How much does a customer have to pay HP to supply and manage a PC through the device-as-a-service plan? Coughlin: You go from a $69 a month up to $199 a month for something like a [high-end] workstation. It's a matter of shifting from capital expenditures versus operating expenditures. Companies want to put their IT resources against their future initiatives, not against managing legacy systems.
They also want to shift risk. We've doubled down on security this past year. We are very aggressive with the claim that we have the most manageable and secure PCs in the world. We have a product called Sure Click. Seventy percent of intrusions come through someone clicking malware. When you click on that link we containerize that so it doesn't infect the rest of your PC.
How big a business will virtual reality be -- a niche or something every kid does? Coughlin: Today VR is a $7 billion market going to roughly $25 billion by 2022. It's going to scale slightly larger for consumers than commercial buyers. We think the commercial opportunity is where we can add more value.

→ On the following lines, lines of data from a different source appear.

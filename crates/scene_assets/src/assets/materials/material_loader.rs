//! Material loader with MTL file support
//!
//! Reads MTL files named by `mtllib` relative to the model directory and
//! resolves the texture files materials point at.

use std::fs;
use std::path::{Path, PathBuf};

use super::mtl_parser::{Material, MaterialLibrary};

/// Texture keys probed by [`MaterialLoader::texture_paths`]
pub const TEXTURE_KEYS: [&str; 6] = ["map_Kd", "map_Ks", "map_Ka", "map_Bump", "bump", "map_d"];

/// Texture paths for a material, resolved against the model directory
#[derive(Debug, Clone, Default, PartialEq, Eq)]
pub struct MaterialTexturePaths {
    /// Diffuse texture (`map_Kd`)
    pub diffuse: Option<PathBuf>,
    /// Specular texture (`map_Ks`)
    pub specular: Option<PathBuf>,
    /// Ambient texture (`map_Ka`)
    pub ambient: Option<PathBuf>,
    /// Bump or normal map (`map_Bump`, falling back to `bump`)
    pub bump: Option<PathBuf>,
    /// Alpha texture (`map_d`)
    pub alpha: Option<PathBuf>,
}

impl MaterialTexturePaths {
    /// Whether no texture is referenced
    pub const fn is_empty(&self) -> bool {
        self.diffuse.is_none()
            && self.specular.is_none()
            && self.ambient.is_none()
            && self.bump.is_none()
            && self.alpha.is_none()
    }
}

/// Material loader for filling a [`MaterialLibrary`] from MTL files
pub struct MaterialLoader;

impl MaterialLoader {
    /// Load an MTL file into `library`
    ///
    /// # Arguments
    /// * `base_path` - Directory of the OBJ file
    /// * `file_name` - Library name as written after `mtllib`
    /// * `library` - Library receiving the materials
    ///
    /// # Returns
    /// `false` if the file could not be read. The library is left unchanged
    /// and the failure is logged; callers keep loading the model.
    pub fn load_library(base_path: &Path, file_name: &str, library: &mut MaterialLibrary) -> bool {
        let mtl_path = base_path.join(file_name);

        let bytes = match fs::read(&mtl_path) {
            Ok(bytes) => bytes,
            Err(e) => {
                log::warn!("Unable to open material library {:?} for reading: {}", mtl_path, e);
                return false;
            }
        };

        // Invalid UTF-8 is replaced, not rejected
        let contents = String::from_utf8_lossy(&bytes);

        let before = library.len();
        library.parse_into(&contents);
        log::debug!(
            "Loaded material library {:?} ({} new material(s))",
            mtl_path,
            library.len() - before
        );

        true
    }

    /// Resolve one texture reference of `material`
    ///
    /// Uses the last token of the statement so texture options are skipped.
    pub fn texture_path(material: &Material, key: &str, base_path: &Path) -> Option<PathBuf> {
        material.get_string(key).map(|file| base_path.join(file))
    }

    /// Resolve every texture reference of `material`
    pub fn texture_paths(material: &Material, base_path: &Path) -> MaterialTexturePaths {
        let resolve = |key: &str| Self::texture_path(material, key, base_path);

        MaterialTexturePaths {
            diffuse: resolve("map_Kd"),
            specular: resolve("map_Ks"),
            ambient: resolve("map_Ka"),
            bump: resolve("map_Bump").or_else(|| resolve("bump")),
            alpha: resolve("map_d"),
        }
    }
}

At Case Western University, first-year medical students are taught anatomy on VR. Or let's take Roman history. A big textbook with a little picture of an aqueduct is not exactly emotionally involving. Now you put the VR headset on and you're in the aqueduct, you're seeing the chariots go through the Coliseum. Think about the learning efficacy of that. We're actively engaged with car companies for design and demos in showrooms, theme parks, military training. The training thing is a very big deal.
We announced several VR initiatives. We started with HTC Vive. Basically we were just a bundler, but that's a good start. Then we announced our partnership with Microsoft on their VR device. In the future we have some really exciting things happening.